Clinical Research Coordinator - Duke Cancer Institute

School of Medicine:

Established in 1930, Duke University School of Medicine is the youngest of the nation's top medical schools. Ranked sixth among medical schools in the nation, the School takes pride in being an inclusive community of outstanding learners, investigators, clinicians, and staff where interdisciplinary collaboration is embraced and great ideas accelerate translation of fundamental scientific discoveries to improve human health locally and around the globe. Composed of more than 2,600 faculty physicians and researchers, nearly 2,000 students, and more than 6,200 staff, the Duke University School of Medicine along with the Duke University School of Nursing, and Duke University Health System comprise Duke Health, a world-class academic medical center. The Health System encompasses Duke University Hospital, Duke Regional Hospital, Duke Raleigh Hospital, Duke Health Integrated Practice, Duke Primary Care, Duke Home Care and Hospice, Duke Health and Wellness, and multiple affiliations.

Be You.

The Brain Tumor Center at Duke Health is seeking a highly motivated Clinical Research Coordinator to join our dynamic and mission-driven research team. In this role, you will lead day-to-day operations across multiple clinical study teams, playing a critical part in advancing innovative research that directly impacts patient care and outcomes in neuro-oncology.

You will serve as a central leader and subject matter expert, guiding teams through complex clinical research processes-from study start-up and regulatory compliance to data integrity and study closeout. Your work will ensure that trials run efficiently, participants are engaged and retained, and research data is accurate, secure, and impactful.

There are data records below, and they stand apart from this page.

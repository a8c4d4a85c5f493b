//! HTTP surface for the hiring service.
//!
//! Handlers stay thin: extract, delegate to the service, map domain errors
//! onto status codes. All state flows through the shared `Arc` service;
//! there is no ambient global.

use std::sync::Arc;

use axum::{
    extract::{Path, Query, State},
    http::StatusCode,
    response::{IntoResponse, Response},
    routing::{get, patch, post},
    Json, Router,
};
use serde::Deserialize;
use serde_json::json;

use super::candidates::{ApplyRequest, CreateCandidateRequest, UpdateCandidateRequest};
use super::domain::{ApplicationId, ApplicationStatus, InterviewId, JobId, UserId};
use super::interviews::{CreateInterviewRequest, UpdateInterviewRequest};
use super::jobs::{AttachDocumentRequest, CreateJobRequest, UpdateJobRequest};
use super::repository::{HiringStore, RepositoryError};
use super::service::{HiringError, HiringService};
use super::users::{ProfileRequest, RegisterUserRequest};

/// Router builder exposing the full applicant-tracking API.
pub fn hiring_router<S>(service: Arc<HiringService<S>>) -> Router
where
    S: HiringStore + 'static,
{
    Router::new()
        .route(
            "/api/v1/candidates",
            get(list_candidates::<S>).post(create_candidate::<S>),
        )
        .route("/api/v1/candidates/all", get(list_all_candidates::<S>))
        .route("/api/v1/candidates/employers", get(list_employers::<S>))
        .route("/api/v1/candidates/job/:id", get(candidates_for_job::<S>))
        .route(
            "/api/v1/candidates/:id",
            get(get_candidate::<S>).patch(update_candidate::<S>),
        )
        .route(
            "/api/v1/candidates/:id/applications",
            get(candidate_applications::<S>).post(apply_to_job::<S>),
        )
        .route(
            "/api/v1/candidates/:id/interviews",
            get(candidate_interviews::<S>),
        )
        .route(
            "/api/v1/candidates/:id/applications/:application_id/status",
            patch(update_application_status::<S>),
        )
        .route("/api/v1/jobs", get(list_jobs::<S>).post(create_job::<S>))
        .route(
            "/api/v1/jobs/:id",
            get(get_job::<S>).put(update_job::<S>).delete(delete_job::<S>),
        )
        .route("/api/v1/jobs/:id/pipeline", get(job_pipeline::<S>))
        .route(
            "/api/v1/jobs/:id/documents",
            get(job_documents::<S>).post(attach_document::<S>),
        )
        .route(
            "/api/v1/interviews",
            get(list_interviews::<S>).post(create_interview::<S>),
        )
        .route(
            "/api/v1/interviews/:id",
            get(get_interview::<S>)
                .patch(update_interview::<S>)
                .delete(delete_interview::<S>),
        )
        .route("/api/v1/interviews/:id/rating", patch(rate_interview::<S>))
        .route("/api/v1/users/register", post(register_user::<S>))
        .route("/api/v1/users", get(list_users::<S>))
        .route("/api/v1/users/email/:email", get(user_by_email::<S>))
        .route("/api/v1/users/:id", get(get_user::<S>))
        .route(
            "/api/v1/users/:id/profile",
            get(get_profile::<S>)
                .post(upsert_profile::<S>)
                .patch(upsert_profile::<S>),
        )
        .route("/api/v1/dashboard/stats", get(dashboard_stats::<S>))
        .with_state(service)
}

/// Wire-level error: a domain failure plus its HTTP mapping.
#[derive(Debug)]
pub struct ApiError(HiringError);

impl From<HiringError> for ApiError {
    fn from(error: HiringError) -> Self {
        Self(error)
    }
}

impl IntoResponse for ApiError {
    fn into_response(self) -> Response {
        let status = match &self.0 {
            HiringError::NotFound(_) => StatusCode::NOT_FOUND,
            HiringError::Invalid(_) => StatusCode::BAD_REQUEST,
            HiringError::Conflict(_) => StatusCode::CONFLICT,
            HiringError::Repository(RepositoryError::NotFound) => StatusCode::NOT_FOUND,
            HiringError::Repository(RepositoryError::Conflict) => StatusCode::CONFLICT,
            HiringError::Repository(RepositoryError::Unavailable(_)) => {
                StatusCode::INTERNAL_SERVER_ERROR
            }
        };

        let body = Json(json!({ "error": self.0.to_string() }));
        (status, body).into_response()
    }
}

type ServiceState<S> = State<Arc<HiringService<S>>>;

#[derive(Debug, Default, Deserialize)]
struct CandidateQuery {
    #[serde(rename = "applicationStatus")]
    application_status: Option<ApplicationStatus>,
}

#[derive(Debug, Default, Deserialize)]
struct PageQuery {
    page: Option<usize>,
    limit: Option<usize>,
}

#[derive(Debug, Deserialize)]
struct StatusBody {
    status: ApplicationStatus,
}

#[derive(Debug, Deserialize)]
struct RatingBody {
    rating: f32,
}

async fn create_candidate<S: HiringStore + 'static>(
    State(service): ServiceState<S>,
    Json(request): Json<CreateCandidateRequest>,
) -> Result<Response, ApiError> {
    let view = service.create_candidate(request)?;
    Ok((StatusCode::CREATED, Json(view)).into_response())
}

async fn list_candidates<S: HiringStore + 'static>(
    State(service): ServiceState<S>,
    Query(query): Query<CandidateQuery>,
) -> Result<Response, ApiError> {
    let views = service.list_candidates(query.application_status)?;
    Ok(Json(views).into_response())
}

async fn list_all_candidates<S: HiringStore + 'static>(
    State(service): ServiceState<S>,
) -> Result<Response, ApiError> {
    Ok(Json(service.list_all_candidates()?).into_response())
}

async fn list_employers<S: HiringStore + 'static>(
    State(service): ServiceState<S>,
) -> Result<Response, ApiError> {
    Ok(Json(service.list_employers()?).into_response())
}

async fn candidates_for_job<S: HiringStore + 'static>(
    State(service): ServiceState<S>,
    Path(job_id): Path<String>,
) -> Result<Response, ApiError> {
    Ok(Json(service.candidates_for_job(&JobId(job_id))?).into_response())
}

async fn get_candidate<S: HiringStore + 'static>(
    State(service): ServiceState<S>,
    Path(id): Path<String>,
) -> Result<Response, ApiError> {
    Ok(Json(service.candidate_view(&UserId(id))?).into_response())
}

async fn update_candidate<S: HiringStore + 'static>(
    State(service): ServiceState<S>,
    Path(id): Path<String>,
    Json(request): Json<UpdateCandidateRequest>,
) -> Result<Response, ApiError> {
    Ok(Json(service.update_candidate(&UserId(id), request)?).into_response())
}

async fn candidate_applications<S: HiringStore + 'static>(
    State(service): ServiceState<S>,
    Path(id): Path<String>,
) -> Result<Response, ApiError> {
    Ok(Json(service.candidate_applications(&UserId(id))?).into_response())
}

async fn apply_to_job<S: HiringStore + 'static>(
    State(service): ServiceState<S>,
    Path(id): Path<String>,
    Json(request): Json<ApplyRequest>,
) -> Result<Response, ApiError> {
    let application = service.apply_to_job(&UserId(id), request)?;
    Ok((StatusCode::CREATED, Json(application)).into_response())
}

async fn candidate_interviews<S: HiringStore + 'static>(
    State(service): ServiceState<S>,
    Path(id): Path<String>,
) -> Result<Response, ApiError> {
    Ok(Json(service.candidate_interviews(&UserId(id))?).into_response())
}

async fn update_application_status<S: HiringStore + 'static>(
    State(service): ServiceState<S>,
    Path((id, application_id)): Path<(String, String)>,
    Json(body): Json<StatusBody>,
) -> Result<Response, ApiError> {
    let view = service.update_application_status(
        &UserId(id),
        &ApplicationId(application_id),
        body.status,
    )?;
    Ok(Json(view).into_response())
}

async fn list_jobs<S: HiringStore + 'static>(
    State(service): ServiceState<S>,
    Query(query): Query<PageQuery>,
) -> Result<Response, ApiError> {
    let page = query.page.unwrap_or(1);
    let limit = query.limit.unwrap_or(10);
    Ok(Json(service.list_jobs(page, limit)?).into_response())
}

async fn create_job<S: HiringStore + 'static>(
    State(service): ServiceState<S>,
    Json(request): Json<CreateJobRequest>,
) -> Result<Response, ApiError> {
    let job = service.create_job(request)?;
    Ok((StatusCode::CREATED, Json(job)).into_response())
}

async fn get_job<S: HiringStore + 'static>(
    State(service): ServiceState<S>,
    Path(id): Path<String>,
) -> Result<Response, ApiError> {
    Ok(Json(service.get_job(&JobId(id))?).into_response())
}

async fn update_job<S: HiringStore + 'static>(
    State(service): ServiceState<S>,
    Path(id): Path<String>,
    Json(request): Json<UpdateJobRequest>,
) -> Result<Response, ApiError> {
    Ok(Json(service.update_job(&JobId(id), request)?).into_response())
}

async fn delete_job<S: HiringStore + 'static>(
    State(service): ServiceState<S>,
    Path(id): Path<String>,
) -> Result<Response, ApiError> {
    service.delete_job(&JobId(id))?;
    Ok(StatusCode::NO_CONTENT.into_response())
}

async fn job_pipeline<S: HiringStore + 'static>(
    State(service): ServiceState<S>,
    Path(id): Path<String>,
) -> Result<Response, ApiError> {
    Ok(Json(service.pipeline_board(&JobId(id))?).into_response())
}

async fn job_documents<S: HiringStore + 'static>(
    State(service): ServiceState<S>,
    Path(id): Path<String>,
) -> Result<Response, ApiError> {
    Ok(Json(service.job_documents(&JobId(id))?).into_response())
}

async fn attach_document<S: HiringStore + 'static>(
    State(service): ServiceState<S>,
    Path(id): Path<String>,
    Json(request): Json<AttachDocumentRequest>,
) -> Result<Response, ApiError> {
    let document = service.attach_document(&JobId(id), request)?;
    Ok((StatusCode::CREATED, Json(document)).into_response())
}

async fn list_interviews<S: HiringStore + 'static>(
    State(service): ServiceState<S>,
) -> Result<Response, ApiError> {
    Ok(Json(service.list_interviews()?).into_response())
}

async fn create_interview<S: HiringStore + 'static>(
    State(service): ServiceState<S>,
    Json(request): Json<CreateInterviewRequest>,
) -> Result<Response, ApiError> {
    let interview = service.create_interview(request)?;
    Ok((StatusCode::CREATED, Json(interview)).into_response())
}

async fn get_interview<S: HiringStore + 'static>(
    State(service): ServiceState<S>,
    Path(id): Path<String>,
) -> Result<Response, ApiError> {
    Ok(Json(service.get_interview(&InterviewId(id))?).into_response())
}

async fn update_interview<S: HiringStore + 'static>(
    State(service): ServiceState<S>,
    Path(id): Path<String>,
    Json(request): Json<UpdateInterviewRequest>,
) -> Result<Response, ApiError> {
    Ok(Json(service.update_interview(&InterviewId(id), request)?).into_response())
}

async fn delete_interview<S: HiringStore + 'static>(
    State(service): ServiceState<S>,
    Path(id): Path<String>,
) -> Result<Response, ApiError> {
    Ok(Json(service.delete_interview(&InterviewId(id))?).into_response())
}

async fn rate_interview<S: HiringStore + 'static>(
    State(service): ServiceState<S>,
    Path(id): Path<String>,
    Json(body): Json<RatingBody>,
) -> Result<Response, ApiError> {
    Ok(Json(service.rate_interview(&InterviewId(id), body.rating)?).into_response())
}

async fn register_user<S: HiringStore + 'static>(
    State(service): ServiceState<S>,
    Json(request): Json<RegisterUserRequest>,
) -> Result<Response, ApiError> {
    let user = service.register_user(request)?;
    Ok((StatusCode::CREATED, Json(user)).into_response())
}

async fn list_users<S: HiringStore + 'static>(
    State(service): ServiceState<S>,
    Query(query): Query<PageQuery>,
) -> Result<Response, ApiError> {
    let page = query.page.unwrap_or(1);
    let limit = query.limit.unwrap_or(10);
    Ok(Json(service.list_users(page, limit)?).into_response())
}

async fn user_by_email<S: HiringStore + 'static>(
    State(service): ServiceState<S>,
    Path(email): Path<String>,
) -> Result<Response, ApiError> {
    Ok(Json(service.find_user_by_email(&email)?).into_response())
}

async fn get_user<S: HiringStore + 'static>(
    State(service): ServiceState<S>,
    Path(id): Path<String>,
) -> Result<Response, ApiError> {
    Ok(Json(service.find_user(&UserId(id))?).into_response())
}

async fn get_profile<S: HiringStore + 'static>(
    State(service): ServiceState<S>,
    Path(id): Path<String>,
) -> Result<Response, ApiError> {
    Ok(Json(service.find_profile(&UserId(id))?).into_response())
}

async fn upsert_profile<S: HiringStore + 'static>(
    State(service): ServiceState<S>,
    Path(id): Path<String>,
    Json(request): Json<ProfileRequest>,
) -> Result<Response, ApiError> {
    Ok(Json(service.upsert_profile(&UserId(id), request)?).into_response())
}

async fn dashboard_stats<S: HiringStore + 'static>(
    State(service): ServiceState<S>,
) -> Result<Response, ApiError> {
    Ok(Json(service.dashboard_stats()?).into_response())
}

On a daily basis, you will collaborate with investigators, sponsors, and cross-functional teams while mentoring staff, optimizing workflows, and implementing strategies to meet recruitment and study goals. This is an exciting opportunity for someone who thrives in a fast-paced, detail-oriented environment and wants to make a meaningful contribution to cutting-edge clinical research.

Minimum Requirements:

• Associate's degree required
• Minimum of two years of relevant clinical research experience
• Completion of the DOCR North Carolina state-approved Clinical Research Apprenticeship program may substitute for one year of experience
• Proficiency in Microsoft Office and web-based applications

Preferred Qualifications:

• Oncology/neuro-oncology, brain tumor, or clinical trials coordination experience
• Experience with clinical data management systems and electronic medical records (EMR, REDCap)
• Familiarity with OnCore or similar clinical trial management systems
• Knowledge of epidemiologic methods: cohort, case-control, survival analysis, bias/confounding assessment
• Proficiency in statistical programming (R, SAS) potentially including: 1) data cleaning, transformation, and validation; 2) descriptive and inferential analyses; 3) time-to-event and longitudinal modeling
• Familiarity with data integration across sources (clinical, biospecimen, imaging, genomics)
• Knowledge of biospecimen collection and processing protocols and linkage to clinical/epidemiologic datasets
• Experience with population-based datasets (e.g., cancer registries, real-world data sources)
• Experience in a patient-facing research or clinical environment
• Strong organizational skills with the ability to multitask and manage competing priorities
• Detail-oriented, self-starter with the ability to quickly learn new systems and processes

Other Requirements:

• Ability to manage and oversee multiple concurrent clinical trials and study teams
• Strong communication skills with the ability to collaborate across multidisciplinary teams
• Knowledge of regulatory requirements, IRB processes, and research compliance standards
• May involve handling human biological specimens (tumor, blood) in accordance with safety protocols

Be Bold.

Position Description:

• Lead clinical research operations across multiple study teams, including study start-up, regulatory compliance, participant recruitment, retention strategies, and study closeout activities
• Serve as a subject matter expert in research regulations, institutional policies, and study documentation; guide teams in navigating complex agreements (MTAs, CDAs, DUAs, etc.)
• Oversee data management and quality processes, including development of electronic data capture systems (EDCs), data validation, query resolution, and implementation of quality assurance protocols
• Manage and optimize study logistics, including specimen collection, processing, storage, and shipment, as well as resource allocation (staff, supplies, and equipment)
• Mentor and train study teams, improving communication, ensuring adherence to SOPs, and enhancing operational efficiency across studies

Choose Duke.

At Duke Health's Brain Tumor Center, you'll be part of a world-renowned academic medical institution dedicated to advancing discovery and improving patient outcomes through groundbreaking research. Our collaborative and innovative environment empowers you to contribute to meaningful scientific progress while growing your professional expertise.

Duke University is consistently ranked among the top institutions globally and is recognized for excellence in research, patient care, and education. You'll join a culture that values inclusion, innovation, and continuous learning.